We are proud to present Time Series as a new resource brought to the BigML platform. On July 20, it will be available via the BigML Dashboard, API and WhizzML. Time Series is a sequentially indexed representation of your historical data that can be used to solve classification and segmentation problems, in addition to forecasting future values of numerical properties, e.g., air pollution level in Madrid for the last two days. This is a very versatile method often used for predicting stock prices, sales forecasting, website traffic, production and inventory analysis, or weather forecasting, among many other use cases.
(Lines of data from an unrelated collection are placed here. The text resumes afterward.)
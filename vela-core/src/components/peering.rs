//! Peering connector
//!
//! Links two planned networks with one auto-accepted peering connection and
//! a route in each direction.

use serde::Deserialize;

use super::network::Network;
use super::{Environment, TopologyError, owned_by};
use crate::resource::{Resource, Value};

#[derive(Debug, Clone, PartialEq, Deserialize)]
#[serde(deny_unknown_fields)]
pub struct PeeringConfig {
    /// Requester network
    pub source: String,
    /// Accepter network
    pub destination: String,
    #[serde(default)]
    pub name: Option<String>,
}

impl PeeringConfig {
    pub fn name(&self) -> String {
        self.name
            .clone()
            .unwrap_or_else(|| format!("{}-to-{}", self.source, self.destination))
    }
}

#[derive(Debug, Clone)]
pub struct Peering {
    name: String,
    connection: String,
    resources: Vec<Resource>,
}

impl Peering {
    pub fn name(&self) -> &str {
        &self.name
    }

    pub fn id(&self) -> Value {
        Value::id_of(self.connection.as_str())
    }

    pub fn resources(&self) -> &[Resource] {
        &self.resources
    }

    pub fn into_resources(self) -> Vec<Resource> {
        self.resources
    }
}

/// Peer `source` with `destination`
pub fn connect(
    name: &str,
    source: &Network,
    destination: &Network,
    env: &Environment,
) -> Result<Peering, TopologyError> {
    if name.is_empty() {
        return Err(TopologyError::EmptyName);
    }
    if source.name() == destination.name() {
        return Err(TopologyError::SelfPeering(source.name().to_string()));
    }
    if source.cidr_block().overlaps(&destination.cidr_block()) {
        return Err(TopologyError::OverlappingPeers {
            source_name: source.name().to_string(),
            source_block: source.cidr_block(),
            destination: destination.name().to_string(),
            destination_block: destination.cidr_block(),
        });
    }

    let mut resources = Vec::new();
    let connection_name = format!("{}-to-{}-vpc-peer", source.name(), destination.name());
    let connection = Resource::new("vpc_peering_connection", connection_name.as_str())
        .with_attribute("vpc_id", source.id())
        .with_attribute("peer_vpc_id", destination.id())
        .with_attribute("auto_accept", true)
        .with_attribute("tags", env.tags_for(&connection_name, &Default::default()));
    resources.push(owned_by(connection, "peering", name));

    for (from, to) in [(source, destination), (destination, source)] {
        for (route_name, route_table) in route_targets(from, to) {
            let route = Resource::new("route", route_name)
                .with_attribute("route_table_id", Value::id_of(route_table))
                .with_attribute("destination_cidr_block", to.cidr_block().to_string())
                .with_attribute("vpc_peering_connection_id", Value::id_of(connection_name.as_str()));
            resources.push(owned_by(route, "peering", name));
        }
    }

    log::info!("{} planned", connection_name);

    Ok(Peering {
        name: name.to_string(),
        connection: connection_name,
        resources,
    })
}

/// (route name, route table binding) pairs receiving the route from `from` to `to`
///
/// Networks without a public route table get the route in every private one.
fn route_targets(from: &Network, to: &Network) -> Vec<(String, String)> {
    let base = format!("{}-to-{}-route", from.name(), to.name());
    match from.public_route_table() {
        Some(rt) => vec![(base, rt.to_string())],
        None => from
            .private_route_tables()
            .iter()
            .map(|(zone, rt)| (format!("{}-{}", base, zone), rt.clone()))
            .collect(),
    }
}
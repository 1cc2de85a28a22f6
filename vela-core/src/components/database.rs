//! Managed database placed into a network's database subnet group
//!
//! Either a single instance with its own parameter group, or an Aurora
//! cluster with one writer instance.

use std::collections::BTreeMap;

use serde::Deserialize;

use super::{Environment, TopologyError, owned_by, rule};
use crate::cidr::AddressBlock;
use crate::resource::{Resource, Value};
use crate::stack::InputValue;

/// Longest automated backup retention accepted by the provider
pub const MAX_BACKUP_DAYS: u8 = 35;

#[derive(Debug, Clone, Copy, Default, PartialEq, Eq, Deserialize)]
#[serde(rename_all = "lowercase")]
pub enum StorageType {
    Standard,
    #[default]
    Gp2,
    Io1,
}

impl StorageType {
    pub fn as_str(&self) -> &'static str {
        match self {
            StorageType::Standard => "standard",
            StorageType::Gp2 => "gp2",
            StorageType::Io1 => "io1",
        }
    }
}

fn default_engine() -> String {
    "mysql".to_string()
}

fn default_engine_version() -> String {
    "5.7".to_string()
}

fn default_family() -> String {
    "mysql5.7".to_string()
}

fn default_port() -> u16 {
    3306
}

fn default_instance_class() -> String {
    "db.t3.large".to_string()
}

fn default_storage() -> u32 {
    50
}

fn default_backup_days() -> u8 {
    30
}

fn default_username() -> String {
    "admin".to_string()
}

fn yes() -> bool {
    true
}

#[derive(Debug, Clone, PartialEq, Deserialize)]
#[serde(deny_unknown_fields)]
pub struct DatabaseConfig {
    pub instance_name: String,
    #[serde(default = "default_engine")]
    pub engine: String,
    #[serde(default = "default_engine_version")]
    pub engine_version: String,
    /// Parameter group family (e.g., mysql5.7)
    #[serde(default = "default_family")]
    pub family: String,
    #[serde(default = "default_port")]
    pub port: u16,
    #[serde(default = "default_instance_class")]
    pub instance_class: String,
    /// Allocated storage in GiB
    #[serde(default = "default_storage")]
    pub storage: u32,
    /// Upper bound for storage autoscaling
    #[serde(default)]
    pub max_storage: Option<u32>,
    #[serde(default)]
    pub storage_type: StorageType,
    #[serde(default = "default_backup_days")]
    pub backup_days: u8,
    #[serde(default = "yes")]
    pub multi_az: bool,
    #[serde(default = "yes")]
    pub prevent_delete: bool,
    #[serde(default = "yes")]
    pub take_final_snapshot: bool,
    #[serde(default)]
    pub publicly_accessible: bool,
    /// Build an Aurora cluster instead of a single instance
    #[serde(default)]
    pub cluster: bool,
    /// Schema created with the instance
    #[serde(default)]
    pub db_name: Option<String>,
    #[serde(default = "default_username")]
    pub username: String,
    pub vpc_id: InputValue,
    pub subnet_group_name: InputValue,
    /// Address blocks allowed to reach the database port
    #[serde(default)]
    pub allowed_cidrs: Vec<AddressBlock>,
    #[serde(default)]
    pub tags: BTreeMap<String, String>,
}

impl DatabaseConfig {
    pub fn new(
        instance_name: impl Into<String>,
        vpc_id: InputValue,
        subnet_group_name: InputValue,
    ) -> Self {
        Self {
            instance_name: instance_name.into(),
            engine: default_engine(),
            engine_version: default_engine_version(),
            family: default_family(),
            port: default_port(),
            instance_class: default_instance_class(),
            storage: default_storage(),
            max_storage: None,
            storage_type: StorageType::default(),
            backup_days: default_backup_days(),
            multi_az: true,
            prevent_delete: true,
            take_final_snapshot: true,
            publicly_accessible: false,
            cluster: false,
            db_name: None,
            username: default_username(),
            vpc_id,
            subnet_group_name,
            allowed_cidrs: Vec::new(),
            tags: BTreeMap::new(),
        }
    }

    pub fn validate(&self) -> Result<(), TopologyError> {
        let invalid = |message: String| TopologyError::InvalidDatabase {
            name: self.instance_name.clone(),
            message,
        };

        if self.instance_name.is_empty() {
            return Err(TopologyError::EmptyName);
        }
        if self.storage == 0 {
            return Err(invalid("storage must be at least 1 GiB".to_string()));
        }
        if let Some(max) = self.max_storage
            && max < self.storage
        {
            return Err(invalid(format!(
                "max_storage {} is smaller than storage {}",
                max, self.storage
            )));
        }
        if self.backup_days > MAX_BACKUP_DAYS {
            return Err(invalid(format!(
                "backup_days must be at most {}",
                MAX_BACKUP_DAYS
            )));
        }
        if self.port == 0 {
            return Err(invalid("port must not be 0".to_string()));
        }
        if self.cluster {
            if !matches!(self.engine.as_str(), "aurora-mysql" | "aurora-postgresql") {
                return Err(invalid(format!(
                    "engine '{}' cannot run as a cluster; use aurora-mysql or aurora-postgresql",
                    self.engine
                )));
            }
            if self.max_storage.is_some() {
                return Err(invalid("clusters grow their storage without max_storage".to_string()));
            }
        }
        Ok(())
    }

    fn prefix(&self) -> String {
        format!("{}-{}", self.instance_name, self.engine)
    }
}

/// Where the instance is placed, resolved from configuration inputs
#[derive(Debug, Clone, PartialEq)]
pub struct Placement {
    pub vpc_id: Value,
    pub subnet_group_name: Value,
}

#[derive(Debug, Clone)]
pub struct Database {
    name: String,
    /// Binding of the instance or cluster that owns the endpoint
    primary: String,
    resources: Vec<Resource>,
}

impl Database {
    pub fn name(&self) -> &str {
        &self.name
    }

    pub fn endpoint(&self) -> Value {
        Value::ResourceRef(self.primary.clone(), "endpoint".to_string())
    }

    pub fn resources(&self) -> &[Resource] {
        &self.resources
    }

    pub fn into_resources(self) -> Vec<Resource> {
        self.resources
    }

    pub fn outputs(&self) -> Vec<(String, Value)> {
        vec![("endpoint".to_string(), self.endpoint())]
    }
}

pub fn build(
    config: &DatabaseConfig,
    placement: &Placement,
    env: &Environment,
) -> Result<Database, TopologyError> {
    config.validate()?;

    let prefix = config.prefix();
    let tags = |name: &str| env.tags_for(name, &config.tags);
    let mut resources = Vec::new();

    let security_group = format!("{}-sg", prefix);
    resources.push(
        Resource::new("security_group", security_group.as_str())
            .with_attribute("vpc_id", placement.vpc_id.clone())
            .with_attribute("name", security_group.as_str())
            .with_attribute(
                "description",
                format!("Access to the {} database", config.instance_name),
            )
            .with_attribute("ingress", ingress_rules(config))
            .with_attribute(
                "egress",
                Value::List(vec![rule("-1", 0, 0, &["0.0.0.0/0".to_string()])]),
            )
            .with_attribute("tags", tags(&security_group)),
    );
    let security_groups = Value::List(vec![Value::id_of(security_group.as_str())]);

    let final_snapshot = config
        .take_final_snapshot
        .then(|| format!("{}-final-snapshot", prefix));

    let primary = if config.cluster {
        let cluster = format!("{}-cluster", prefix);
        let mut db = Resource::new("rds_cluster", cluster.as_str())
            .with_attribute("cluster_identifier", config.instance_name.as_str())
            .with_attribute("engine", config.engine.as_str())
            .with_attribute("engine_version", config.engine_version.as_str())
            .with_attribute("port", i64::from(config.port))
            .with_attribute("backup_retention_period", i64::from(config.backup_days))
            .with_attribute("copy_tags_to_snapshot", true)
            .with_attribute("storage_encrypted", true)
            .with_attribute("deletion_protection", config.prevent_delete)
            .with_attribute("skip_final_snapshot", !config.take_final_snapshot)
            .with_attribute("master_username", config.username.as_str())
            .with_attribute("manage_master_user_password", true)
            .with_attribute("db_subnet_group_name", placement.subnet_group_name.clone())
            .with_attribute("vpc_security_group_ids", security_groups)
            .with_attribute("tags", tags(&cluster));
        if let Some(snapshot) = final_snapshot {
            db = db.with_attribute("final_snapshot_identifier", snapshot);
        }
        if let Some(db_name) = &config.db_name {
            db = db.with_attribute("database_name", db_name.as_str());
        }
        resources.push(db);

        let writer = format!("{}-instance-0", prefix);
        resources.push(
            Resource::new("rds_cluster_instance", writer.as_str())
                .with_attribute("identifier", format!("{}-0", config.instance_name))
                .with_attribute("cluster_identifier", Value::id_of(cluster.as_str()))
                .with_attribute("engine", config.engine.as_str())
                .with_attribute("engine_version", config.engine_version.as_str())
                .with_attribute("instance_class", config.instance_class.as_str())
                .with_attribute("publicly_accessible", config.publicly_accessible)
                .with_attribute("tags", tags(&writer)),
        );
        cluster
    } else {
        let parameter_group = format!("{}-parameter-group", prefix);
        resources.push(
            Resource::new("db_parameter_group", parameter_group.as_str())
                .with_attribute("name", parameter_group.as_str())
                .with_attribute("family", config.family.as_str())
                .with_attribute(
                    "description",
                    format!("Parameters for {}", config.instance_name),
                )
                .with_attribute("tags", tags(&parameter_group)),
        );

        let instance = format!("{}-instance", prefix);
        let mut db = Resource::new("db_instance", instance.as_str())
            .with_attribute("identifier", config.instance_name.as_str())
            .with_attribute("engine", config.engine.as_str())
            .with_attribute("engine_version", config.engine_version.as_str())
            .with_attribute("instance_class", config.instance_class.as_str())
            .with_attribute("allocated_storage", i64::from(config.storage))
            .with_attribute("storage_type", config.storage_type.as_str())
            .with_attribute("storage_encrypted", true)
            .with_attribute("backup_retention_period", i64::from(config.backup_days))
            .with_attribute("multi_az", config.multi_az)
            .with_attribute("deletion_protection", config.prevent_delete)
            .with_attribute("skip_final_snapshot", !config.take_final_snapshot)
            .with_attribute("publicly_accessible", config.publicly_accessible)
            .with_attribute("username", config.username.as_str())
            .with_attribute("manage_master_user_password", true)
            .with_attribute("port", i64::from(config.port))
            .with_attribute("db_subnet_group_name", placement.subnet_group_name.clone())
            .with_attribute(
                "parameter_group_name",
                Value::ResourceRef(parameter_group.clone(), "name".to_string()),
            )
            .with_attribute("vpc_security_group_ids", security_groups)
            .with_attribute("tags", tags(&instance));
        if let Some(max) = config.max_storage {
            db = db.with_attribute("max_allocated_storage", i64::from(max));
        }
        if let Some(snapshot) = final_snapshot {
            db = db.with_attribute("final_snapshot_identifier", snapshot);
        }
        if let Some(db_name) = &config.db_name {
            db = db.with_attribute("db_name", db_name.as_str());
        }
        resources.push(db);
        instance
    };

    log::info!("{} planned", primary);

    Ok(Database {
        name: config.instance_name.clone(),
        primary,
        resources: resources
            .into_iter()
            .map(|r| owned_by(r, "database", &config.instance_name))
            .collect(),
    })
}

fn ingress_rules(config: &DatabaseConfig) -> Value {
    if config.allowed_cidrs.is_empty() {
        return Value::List(Vec::new());
    }
    let cidrs: Vec<String> = config.allowed_cidrs.iter().map(|c| c.to_string()).collect();
    let port = i64::from(config.port);
    Value::List(vec![rule("tcp", port, port, &cidrs)])
}
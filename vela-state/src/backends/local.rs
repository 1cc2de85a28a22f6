//! Local file backend
//!
//! Each stack's state lives in `<dir>/<stack>.state.json`. While an
//! operation runs, `<dir>/<stack>.lock` exists next to it; the lock file is
//! created exclusively so that two runs can never both hold it.

use std::io::ErrorKind;
use std::path::{Path, PathBuf};

use async_trait::async_trait;
use tokio::io::AsyncWriteExt;

use crate::backend::{BackendConfig, BackendError, BackendResult, StateBackend};
use crate::lock::LockInfo;
use crate::state::StateFile;

pub struct LocalBackend {
    state_path: PathBuf,
    lock_path: PathBuf,
}

/// Path of the state file for `stack` inside `dir`
pub fn state_file_path(dir: &Path, stack: &str) -> PathBuf {
    dir.join(format!("{}.state.json", stack))
}

fn io_error(path: &Path) -> impl FnOnce(std::io::Error) -> BackendError + '_ {
    move |source| BackendError::Io {
        path: path.to_path_buf(),
        source,
    }
}

fn json_error(path: &Path) -> impl FnOnce(serde_json::Error) -> BackendError + '_ {
    move |source| BackendError::Json {
        path: path.to_path_buf(),
        source,
    }
}

/// Contents of `path`, or `None` if it does not exist
async fn read_if_present(path: &Path) -> BackendResult<Option<String>> {
    match tokio::fs::read_to_string(path).await {
        Ok(content) => Ok(Some(content)),
        Err(e) if e.kind() == ErrorKind::NotFound => Ok(None),
        Err(e) => Err(io_error(path)(e)),
    }
}

impl LocalBackend {
    pub fn new(config: &BackendConfig) -> Self {
        Self {
            state_path: state_file_path(&config.dir, &config.stack),
            lock_path: config.dir.join(format!("{}.lock", config.stack)),
        }
    }

    async fn ensure_dir(&self) -> BackendResult<()> {
        match self.state_path.parent() {
            Some(dir) if !dir.as_os_str().is_empty() => tokio::fs::create_dir_all(dir)
                .await
                .map_err(io_error(dir)),
            _ => Ok(()),
        }
    }

    async fn read_lock(&self) -> BackendResult<Option<LockInfo>> {
        match read_if_present(&self.lock_path).await? {
            Some(content) => serde_json::from_str(&content)
                .map(Some)
                .map_err(json_error(&self.lock_path)),
            None => Ok(None),
        }
    }

    /// Create the lock file, failing if it already exists
    async fn create_lock(&self, lock: &LockInfo) -> BackendResult<bool> {
        let content = serde_json::to_vec_pretty(lock).map_err(json_error(&self.lock_path))?;
        let mut file = match tokio::fs::OpenOptions::new()
            .write(true)
            .create_new(true)
            .open(&self.lock_path)
            .await
        {
            Ok(file) => file,
            Err(e) if e.kind() == ErrorKind::AlreadyExists => return Ok(false),
            Err(e) => return Err(io_error(&self.lock_path)(e)),
        };
        file.write_all(&content)
            .await
            .map_err(io_error(&self.lock_path))?;
        file.flush().await.map_err(io_error(&self.lock_path))?;
        Ok(true)
    }

    async fn remove_lock(&self) -> BackendResult<()> {
        match tokio::fs::remove_file(&self.lock_path).await {
            Ok(()) => Ok(()),
            // Someone else removed it first
            Err(e) if e.kind() == ErrorKind::NotFound => Ok(()),
            Err(e) => Err(io_error(&self.lock_path)(e)),
        }
    }
}

#[async_trait]
impl StateBackend for LocalBackend {
    async fn read_state(&self) -> BackendResult<Option<StateFile>> {
        match read_if_present(&self.state_path).await? {
            Some(content) => serde_json::from_str(&content)
                .map(Some)
                .map_err(json_error(&self.state_path)),
            None => Ok(None),
        }
    }

    async fn write_state(&self, state: &StateFile) -> BackendResult<()> {
        if let Some(stored) = self.read_state().await?
            && stored.lineage != state.lineage
        {
            return Err(BackendError::LineageMismatch {
                expected: stored.lineage,
                found: state.lineage.clone(),
            });
        }

        let content = serde_json::to_string_pretty(state).map_err(json_error(&self.state_path))?;
        self.ensure_dir().await?;
        tokio::fs::write(&self.state_path, content)
            .await
            .map_err(io_error(&self.state_path))?;

        log::debug!("wrote {} (serial {})", self.state_path.display(), state.serial);
        Ok(())
    }

    async fn acquire_lock(&self, operation: &str) -> BackendResult<LockInfo> {
        self.ensure_dir().await?;
        let lock = LockInfo::new(operation);
        let mut may_take_over = true;

        loop {
            if self.create_lock(&lock).await? {
                return Ok(lock);
            }
            let Some(held) = self.read_lock().await? else {
                // Released between the two calls
                continue;
            };
            if held.is_expired() && may_take_over {
                log::warn!("taking over expired lock {} held by {}", held.id, held.who);
                self.remove_lock().await?;
                may_take_over = false;
                continue;
            }
            return Err(BackendError::Locked(held));
        }
    }

    async fn release_lock(&self, lock: &LockInfo) -> BackendResult<()> {
        let held = self
            .read_lock()
            .await?
            .ok_or_else(|| BackendError::LockNotFound(lock.id.clone()))?;
        if held.id != lock.id {
            return Err(BackendError::LockMismatch {
                requested: lock.id.clone(),
                held: held.id,
            });
        }
        self.remove_lock().await
    }

    async fn force_unlock(&self, lock_id: &str) -> BackendResult<()> {
        match self.read_lock().await {
            Ok(None) => Err(BackendError::LockNotFound(lock_id.to_string())),
            Ok(Some(held)) if held.id != lock_id => Err(BackendError::LockMismatch {
                requested: lock_id.to_string(),
                held: held.id,
            }),
            Ok(Some(_)) => self.remove_lock().await,
            Err(BackendError::Json { path, source }) => {
                log::warn!("removing unreadable lock {}: {}", path.display(), source);
                self.remove_lock().await
            }
            Err(e) => Err(e),
        }
    }
}
//! State file structures for persisting stack state

use serde::{Deserialize, Serialize};
use std::collections::{BTreeMap, HashMap};

use vela_core::resource::{ResourceId, State, Value};

use crate::convert::{json_to_value, value_to_json};

/// The main state file structure that persists to the backend
#[derive(Debug, Clone, Serialize, Deserialize)]
pub struct StateFile {
    /// State file format version
    pub version: u32,
    /// Monotonically increasing number for each state modification
    pub serial: u64,
    /// Unique identifier for this state lineage (prevents accidental overwrites)
    pub lineage: String,
    /// Version of Vela that last modified this state
    pub vela_version: String,
    /// Stack this state belongs to
    pub stack: String,
    /// All managed resources, in creation order
    pub resources: Vec<ResourceState>,
    /// Published outputs, resolved to concrete values
    #[serde(default)]
    pub outputs: BTreeMap<String, serde_json::Value>,
}

impl StateFile {
    /// Current state file format version
    pub const CURRENT_VERSION: u32 = 1;

    /// Empty state of a stack that was never applied, with a fresh lineage
    pub fn new(stack: impl Into<String>) -> Self {
        Self {
            version: Self::CURRENT_VERSION,
            serial: 0,
            lineage: uuid::Uuid::new_v4().to_string(),
            vela_version: env!("CARGO_PKG_VERSION").to_string(),
            stack: stack.into(),
            resources: Vec::new(),
            outputs: BTreeMap::new(),
        }
    }

    /// Increment serial and update vela version for a new state write
    pub fn increment_serial(&mut self) {
        self.serial += 1;
        self.vela_version = env!("CARGO_PKG_VERSION").to_string();
    }

    /// Recorded resources as provider states, in creation order
    pub fn states(&self) -> Vec<State> {
        self.resources.iter().map(ResourceState::to_state).collect()
    }

    /// Replace the recorded resources with `states`, keeping their order
    pub fn replace_resources(&mut self, provider: &str, states: &[State]) {
        self.resources = states
            .iter()
            .filter(|s| s.exists)
            .map(|s| ResourceState::from_state(provider, s))
            .collect();
    }

    /// Replace the published outputs
    pub fn set_outputs(&mut self, outputs: &BTreeMap<String, Value>) {
        self.outputs = outputs
            .iter()
            .map(|(k, v)| (k.clone(), value_to_json(v)))
            .collect();
    }

    /// Look up one published output
    pub fn output(&self, key: &str) -> Option<Value> {
        self.outputs.get(key).and_then(json_to_value)
    }
}

/// State of a single managed resource
#[derive(Debug, Clone, Serialize, Deserialize)]
pub struct ResourceState {
    /// Resource type (e.g., "vpc", "nat_gateway")
    pub resource_type: String,
    /// Resource name (e.g., "educate-app-natgw-eu-west-2a")
    pub name: String,
    /// Provider name (e.g., "local")
    pub provider: String,
    /// Provider identifier (e.g., vpc-0a1b2c3d)
    #[serde(default)]
    pub identifier: Option<String>,
    /// All attributes of the resource as JSON values
    pub attributes: HashMap<String, serde_json::Value>,
}

impl ResourceState {
    pub fn from_state(provider: &str, state: &State) -> Self {
        Self {
            resource_type: state.id.resource_type.clone(),
            name: state.id.name.clone(),
            provider: provider.to_string(),
            identifier: state.identifier.clone(),
            attributes: state
                .attributes
                .iter()
                .map(|(k, v)| (k.clone(), value_to_json(v)))
                .collect(),
        }
    }

    pub fn to_state(&self) -> State {
        let attributes = self
            .attributes
            .iter()
            .filter_map(|(k, v)| json_to_value(v).map(|v| (k.clone(), v)))
            .collect();
        let state = State::existing(
            ResourceId::new(self.resource_type.as_str(), self.name.as_str()),
            attributes,
        );
        match &self.identifier {
            Some(identifier) => state.with_identifier(identifier.as_str()),
            None => state,
        }
    }
}

#[cfg(test)]
mod tests {
    use super::*;

    #[test]
    fn test_state_file_new() {
        let state = StateFile::new("networking");
        assert_eq!(state.version, StateFile::CURRENT_VERSION);
        assert_eq!(state.serial, 0);
        assert_eq!(state.stack, "networking");
        assert!(!state.lineage.is_empty());
        assert!(state.resources.is_empty());
        assert!(state.outputs.is_empty());
    }

    #[test]
    fn test_state_file_increment_serial() {
        let mut state = StateFile::new("networking");
        state.increment_serial();
        assert_eq!(state.serial, 1);
        state.increment_serial();
        assert_eq!(state.serial, 2);
    }

    #[test]
    fn replacing_resources_drops_the_old_ones() {
        let vpc = |cidr: &str| {
            let mut attrs = HashMap::new();
            attrs.insert("cidr_block".to_string(), Value::string(cidr));
            State::existing(ResourceId::new("vpc", "educate-app-vpc"), attrs)
                .with_identifier("vpc-1")
        };

        let mut file = StateFile::new("networking");
        file.replace_resources("local", &[vpc("172.255.0.0/16")]);
        file.replace_resources("local", &[vpc("172.254.0.0/16")]);
        assert_eq!(file.resources.len(), 1);
        assert_eq!(file.resources[0].provider, "local");
        assert_eq!(
            file.resources[0].attributes.get("cidr_block"),
            Some(&serde_json::json!("172.254.0.0/16"))
        );

        file.replace_resources("local", &[]);
        assert!(file.resources.is_empty());
    }

    #[test]
    fn states_keep_order_and_identifiers() {
        let mut attrs = HashMap::new();
        attrs.insert("cidr_block".to_string(), Value::string("10.0.0.0/16"));
        let states = vec![
            State::existing(ResourceId::new("vpc", "a-vpc"), attrs).with_identifier("vpc-1"),
            State::not_found(ResourceId::new("subnet", "gone")),
            State::existing(ResourceId::new("internet_gateway", "a-igw"), HashMap::new())
                .with_identifier("igw-1"),
        ];

        let mut file = StateFile::new("networking");
        file.replace_resources("local", &states);
        assert_eq!(file.resources.len(), 2);

        let restored = file.states();
        assert_eq!(restored[0], states[0]);
        assert_eq!(restored[1], states[2]);
    }

    #[test]
    fn outputs_are_stored_as_json() {
        let mut outputs = BTreeMap::new();
        outputs.insert("a.vpc_id".to_string(), Value::string("vpc-1"));
        outputs.insert(
            "a.private_subnet_ids".to_string(),
            Value::List(vec![Value::string("subnet-1"), Value::string("subnet-2")]),
        );

        let mut file = StateFile::new("networking");
        file.set_outputs(&outputs);
        assert_eq!(
            file.outputs.get("a.private_subnet_ids"),
            Some(&serde_json::json!(["subnet-1", "subnet-2"]))
        );
        assert_eq!(file.output("a.vpc_id"), Some(Value::string("vpc-1")));
        assert_eq!(file.output("missing"), None);
    }

    #[test]
    fn test_state_file_serialization() {
        let mut attrs = HashMap::new();
        attrs.insert("map_public_ip_on_launch".to_string(), Value::Bool(true));
        let subnet = State::existing(ResourceId::new("subnet", "a-public-subnet-eu-west-2a"), attrs)
            .with_identifier("subnet-1");
        let mut state = StateFile::new("networking");
        state.replace_resources("local", &[subnet]);

        let json = serde_json::to_string_pretty(&state).unwrap();
        let deserialized: StateFile = serde_json::from_str(&json).unwrap();

        assert_eq!(deserialized.serial, state.serial);
        assert_eq!(deserialized.lineage, state.lineage);
        assert_eq!(deserialized.stack, "networking");
        assert_eq!(
            deserialized.resources[0].identifier.as_deref(),
            Some("subnet-1")
        );
    }
}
Following our mission of democratizing Machine Learning and making it easy for everyone, we will provide new learning material for you to start with Time Series from scratch and become a power user over time. We start by publishing a series of six blog posts that will progressively dive deeper into the technical and practical aspects of Time Series with an emphasis on Time Series models for forecasting. Today’s post sets the tone by explaining the basic Time Series concepts. We will follow with an example use case. Then there will be several posts focused on how to use and interpret Time Series through the BigML Dashboard, API, WhizzML to make forecasts for new time horizons. Finally, we will complete this series with a technical view of how Time Series models work behind the scenes.
Let’s get started!
Why Bring Time Series to BigML?
There are times when historical data inform certain behavior in the short or longer future. However, unlike the general classification or regression problems, Time Series needs your data to be organized as a sequence of snapshots of your input fields at various points in time. For example, the chart below depicts the variation of sales during a given month. Can we forecast the sales for future days or even months based on this data?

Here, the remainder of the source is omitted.